MORGANTOWN — Members of Morgantown City Council said they would like to conduct a special meeting on a number of COVID-19 related issues, including the possibility of implementing municipal fines to back up Gov. Jim Justice’s mandatory mask order.
Justice ordered masks be worn in all indoor spaces where proper social distancing cannot be maintained, starting July 7.
However, the order came with no enforcement component.
And the cases are climbing — particularly in Monongalia County, which is still on course to see an influx of college students next month.
According to the Monongalia County Health Department, more than half of the state’s 110 new cases came out of Monongalia County on July 8. The state stands at 3,615 positive cases while Monongalia County jumped 67 cases, to 354.
“If we could mandate fines for not wearing masks, even if we had to do that on the city level, that would be helpful as well,” Councilor Barry Wendell said. “We are living in scary times.”
Councilors Zack Cruze and Dave Harshbarger both echoed a desire to put some teeth behind the mask requirement.
“We as a state and even as a city did more in the beginning, when we had very few cases than we’re actually doing now,” Cruze said, adding “I’d like to see gathering size restrictions put back in place. I would also like to see teeth put behind the masks … Especially since we’re seeing students getting ready to return.”

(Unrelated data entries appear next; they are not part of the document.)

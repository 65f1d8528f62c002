use criterion::{criterion_group, criterion_main, BatchSize, Criterion};
use hulldraw::data::{HullSequence, Point, PointSet};
use hulldraw::reader::parse_coordinates;
use hulldraw::render::{BrailleCanvas, Recorder, Resolution};
use hulldraw::{AnimatedRenderer, Scene};
use rand::Rng;
use std::io::Cursor;
use std::path::Path;

fn gen_points<R: Rng + ?Sized>(rng: &mut R, n: usize) -> Vec<Point> {
  (0..n)
    .map(|_| Point::new([rng.gen_range(-500..500), rng.gen_range(-500..500)]))
    .collect()
}

pub fn criterion_benchmark(c: &mut Criterion) {
  let mut rng = rand::thread_rng();

  for &n in &[1_000, 100_000] {
    let text: String = gen_points(&mut rng, n)
      .iter()
      .map(|pt| format!("{}\n{}\n", pt.x_coord(), pt.y_coord()))
      .collect();
    c.bench_function(&format!("parse_coordinates({})", n), |b| {
      b.iter(|| parse_coordinates(Cursor::new(text.as_bytes()), n, Path::new("bench")))
    });
  }

  let scene = Scene::new(
    PointSet::new(gen_points(&mut rng, 10_000)),
    HullSequence::new(gen_points(&mut rng, 100)),
  );
  c.bench_function("playback(recorder)", |b| {
    b.iter_batched(
      Recorder::new,
      |mut rec| AnimatedRenderer::new(&scene, &mut rec).and_then(|mut r| r.run()),
      BatchSize::LargeInput,
    )
  });
  c.bench_function("playback(braille)", |b| {
    b.iter_batched(
      || BrailleCanvas::new(1000, 1000, Resolution::default()).unwrap(),
      |mut canvas| AnimatedRenderer::new(&scene, &mut canvas).and_then(|mut r| r.run()),
      BatchSize::LargeInput,
    )
  });
}

criterion_group!(benches, criterion_benchmark);
criterion_main!(benches);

The question is can the city take such action.
When asked if the commission would consider trying to put penalties behind the mask order county-wide, Monongalia County Commission President Ed Hawkins said it’s not likely after speaking with MCHD Executive Director Lee Smith.
“We spoke to Dr. Smith about this very thing. There are prosecuting attorneys who have been consulted on this who have indicated it would be illegal to do so,” Hawkins said. “Now, did we consult our prosecuting attorney? We did not. But that was what was shared among the health departments.”
Commissioner Tom Bloom said it is critical that the business community get behind the push to normalize masks before the return of WVU students and the start of the county school year, which looks like it could begin in early September.
“I would like to see something in the businesses. Signs that say, “No shirt. No shoes. No mask. No service,” Bloom said. “We talked about the fines, but after the conversation with Dr. Smith and talking to other counties, we aren’t able to do that. But we need the support of businesses. The masks need to the be the norm.”
And businesses need the support of the community, Morgantown Deputy Mayor Rachel Fetty said, noting a number of businesses were forced to close back down after staff members tested positive following the return of customers.
“This is a profoundly, profoundly frightening situation for a lot of the businesses in our community and I hope we’ll all join together to support them as much as we possibly can,” Fetty said. “The most supportive thing we can possibly do is wear our masks.”
Hawkins said that given the strain already being experienced by the MCHD, he doesn’t see how it could be involved in enforcing a city mandate.
“I don’t know how, even in the city could encumber itself with something like this, how would they enforce it,” Hawkins asked.
Commissioner Sean Sikora said masks are the component getting the most attention, but it’s also crucial that people continue to be mindful of social distancing and keeping their hands clean.
“Everybody keeps focusing on masks, but all of those other need to be paid attention to, too,” he said.